### Extracted entries
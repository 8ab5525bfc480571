// elem-core/src/units.rs

use uom::si::f64::{Energy as UomEnergy, Length as UomLength, Mass as UomMass};

// Public canonical unit types (SI, f64)
pub type Energy = UomEnergy;
pub type Length = UomLength;
pub type Mass = UomMass;

#[inline]
pub fn m(v: f64) -> Length {
    use uom::si::length::meter;
    Length::new::<meter>(v)
}

/// Length given in bohr (atomic unit of length).
#[inline]
pub fn bohr(v: f64) -> Length {
    m(v * constants::BOHR_RADIUS_M)
}

/// Mass given in unified atomic mass units.
#[inline]
pub fn amu(v: f64) -> Mass {
    use uom::si::mass::kilogram;
    Mass::new::<kilogram>(v * constants::AMU_KG)
}

/// Energy given in hartree.
#[inline]
pub fn hartree(v: f64) -> Energy {
    use uom::si::energy::joule;
    Energy::new::<joule>(v * constants::HARTREE_J)
}

/// Read a length back out in bohr.
#[inline]
pub fn in_bohr(l: Length) -> f64 {
    use uom::si::length::meter;
    l.get::<meter>() / constants::BOHR_RADIUS_M
}

/// Read a mass back out in unified atomic mass units.
#[inline]
pub fn in_amu(mass: Mass) -> f64 {
    use uom::si::mass::kilogram;
    mass.get::<kilogram>() / constants::AMU_KG
}

/// Read an energy back out in hartree.
#[inline]
pub fn in_hartree(e: Energy) -> f64 {
    use uom::si::energy::joule;
    e.get::<joule>() / constants::HARTREE_J
}

/// CODATA 2018 values needed to bridge atomic units and SI.
pub mod constants {
    pub const BOHR_RADIUS_M: f64 = 0.529_177_210_903e-10;
    pub const BOHR_RADIUS_ANGSTROM: f64 = 0.529_177_210_903;
    pub const AMU_KG: f64 = 1.660_539_066_60e-27;
    pub const HARTREE_J: f64 = 4.359_744_722_207_1e-18;
}

#[cfg(test)]
mod tests {
    use super::*;
    use crate::numeric::{Tolerances, nearly_equal};

    #[test]
    fn bohr_and_angstrom_agree() {
        use uom::si::length::angstrom as angstrom_unit;
        let a0 = bohr(1.0);
        assert!(nearly_equal(
            a0.get::<angstrom_unit>(),
            constants::BOHR_RADIUS_ANGSTROM,
            Tolerances::default()
        ));
    }

    #[test]
    fn atomic_unit_round_trips() {
        let tol = Tolerances::default();
        assert!(nearly_equal(in_bohr(bohr(2.5)), 2.5, tol));
        assert!(nearly_equal(in_bohr(m(1e-10)), 1.0 / constants::BOHR_RADIUS_ANGSTROM, tol));
        assert!(nearly_equal(in_amu(amu(12.0)), 12.0, tol));
        assert!(nearly_equal(in_hartree(hartree(-76.0)), -76.0, tol));
    }
}
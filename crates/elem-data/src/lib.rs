//! elem-data: periodic table and reference datasets for the elemental crates.
//!
//! Provides:
//! - Periodic table index (symbols, names, atomic numbers, nuclides, masses)
//! - `Datum`: immutable decimal quantity with units and provenance
//! - Unit table for length, mass and energy conversion
//! - Covalent radii (ALVAREZ2008) with generic aliases and fixed-array export
//!
//! # Architecture
//!
//! Every dataset resolves atom identifiers through the shared [`PeriodicTable`],
//! so `"fe"`, `26`, `"iron"` and `"Fe56"`-style nuclide labels behave the same
//! everywhere. Tables are immutable after construction and the process-wide
//! instances ([`periodic_table`], [`covalent_radii`]) are built lazily, once.
//!
//! # Example
//!
//! ```
//! use elem_data::{covalent_radii, periodic_table};
//!
//! assert_eq!(periodic_table().to_symbol("iron").unwrap(), "Fe");
//!
//! let r = covalent_radii().get_in("Fe", "angstrom").unwrap();
//! assert!((r - 1.52).abs() < 1e-12);
//! ```

mod alvarez_2008;
pub mod covalent_radii;
pub mod datum;
mod elements;
pub mod error;
pub mod periodic_table;
pub mod units;

// Re-exports for ergonomics
pub use covalent_radii::{
    CovalentRadii, FixedArrayEntry, FixedValue, Lookup, RadiiContext, RadiusOptions,
    covalent_radii,
};
pub use datum::{Datum, print_variables};
pub use error::{DataError, DataResult};
pub use periodic_table::{
    AtomRef, ElementRecord, MAX_ATOMIC_NUMBER, MAX_MASS_NUMBER, PeriodicTable, Resolved,
    periodic_table,
};
pub use units::{
    Dimension, UnitDef, UnitError, conversion_factor, conversion_factor_f64, convert, lookup_unit,
};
######
**Problem to solve:**
An exact copy of every record is what the answer must contain.

**Answer section:**
repository 8ab5525bfc480571
// elem-core/src/units.rs

use uom::si::f64::{Energy as UomEnergy, Length as UomLength, Mass as UomMass};

// Public canonical unit types (SI, f64)
pub type Energy = UomEnergy;
pub type Length = UomLength;
pub type Mass = UomMass;

#[inline]
pub fn m(v: f64) -> Length {
    use uom::si::length::meter;
    Length::new::<meter>(v)
}

/// Length given in bohr (atomic unit of length).
#[inline]
pub fn bohr(v: f64) -> Length {
    m(v * constants::BOHR_RADIUS_M)
}

/// Mass given in unified atomic mass units.
#[inline]
pub fn amu(v: f64) -> Mass {
    use uom::si::mass::kilogram;
    Mass::new::<kilogram>(v * constants::AMU_KG)
}

/// Energy given in hartree.
#[inline]
pub fn hartree(v: f64) -> Energy {
    use uom::si::energy::joule;
    Energy::new::<joule>(v * constants::HARTREE_J)
}

/// Read a length back out in bohr.
#[inline]
pub fn in_bohr(l: Length) -> f64 {
    use uom::si::length::meter;
    l.get::<meter>() / constants::BOHR_RADIUS_M
}

/// Read a mass back out in unified atomic mass units.
#[inline]
pub fn in_amu(mass: Mass) -> f64 {
    use uom::si::mass::kilogram;
    mass.get::<kilogram>() / constants::AMU_KG
}

/// Read an energy back out in hartree.
#[inline]
pub fn in_hartree(e: Energy) -> f64 {
    use uom::si::energy::joule;
    e.get::<joule>() / constants::HARTREE_J
}

/// CODATA 2018 values needed to bridge atomic units and SI.
pub mod constants {
    pub const BOHR_RADIUS_M: f64 = 0.529_177_210_903e-10;
    pub const BOHR_RADIUS_ANGSTROM: f64 = 0.529_177_210_903;
    pub const AMU_KG: f64 = 1.660_539_066_60e-27;
    pub const HARTREE_J: f64 = 4.359_744_722_207_1e-18;
}

#[cfg(test)]
mod tests {
    use super::*;
    use crate::numeric::{Tolerances, nearly_equal};

    #[test]
    fn bohr_and_angstrom_agree() {
        use uom::si::length::angstrom as angstrom_unit;
        let a0 = bohr(1.0);
        assert!(nearly_equal(
            a0.get::<angstrom_unit>(),
            constants::BOHR_RADIUS_ANGSTROM,
            Tolerances::default()
        ));
    }

    #[test]
    fn atomic_unit_round_trips() {
        let tol = Tolerances::default();
        assert!(nearly_equal(in_bohr(bohr(2.5)), 2.5, tol));
        assert!(nearly_equal(in_bohr(m(1e-10)), 1.0 / constants::BOHR_RADIUS_ANGSTROM, tol));
        assert!(nearly_equal(in_amu(amu(12.0)), 12.0, tol));
        assert!(nearly_equal(in_hartree(hartree(-76.0)), -76.0, tol));
    }
}
filename crates/elem-data/src/lib.rs
//! elem-data: periodic table and reference datasets for the elemental crates.
//!
//! Provides:
//! - Periodic table index (symbols, names, atomic numbers, nuclides, masses)
//! - `Datum`: immutable decimal quantity with units and provenance
//! - Unit table for length, mass and energy conversion
//! - Covalent radii (ALVAREZ2008) with generic aliases and fixed-array export
//!
//! # Architecture
//!
//! Every dataset resolves atom identifiers through the shared [`PeriodicTable`],
//! so `"fe"`, `26`, `"iron"` and `"Fe56"`-style nuclide labels behave the same
//! everywhere. Tables are immutable after construction and the process-wide
//! instances ([`periodic_table`], [`covalent_radii`]) are built lazily, once.
//!
//! # Example
//!
//! ```
//! use elem_data::{covalent_radii, periodic_table};
//!
//! assert_eq!(periodic_table().to_symbol("iron").unwrap(), "Fe");
//!
//! let r = covalent_radii().get_in("Fe", "angstrom").unwrap();
//! assert!((r - 1.52).abs() < 1e-12);
//! ```

mod alvarez_2008;
pub mod covalent_radii;
pub mod datum;
mod elements;
pub mod error;
pub mod periodic_table;
pub mod units;

// Re-exports for ergonomics
pub use covalent_radii::{
    CovalentRadii, FixedArrayEntry, FixedValue, Lookup, RadiiContext, RadiusOptions,
    covalent_radii,
};
pub use datum::{Datum, print_variables};
pub use error::{DataError, DataResult};
pub use periodic_table::{
    AtomRef, ElementRecord, MAX_ATOMIC_NUMBER, MAX_MASS_NUMBER, PeriodicTable, Resolved,
    periodic_table,
};
pub use units::{
    Dimension, UnitDef, UnitError, conversion_factor, conversion_factor_f64, convert, lookup_unit,
};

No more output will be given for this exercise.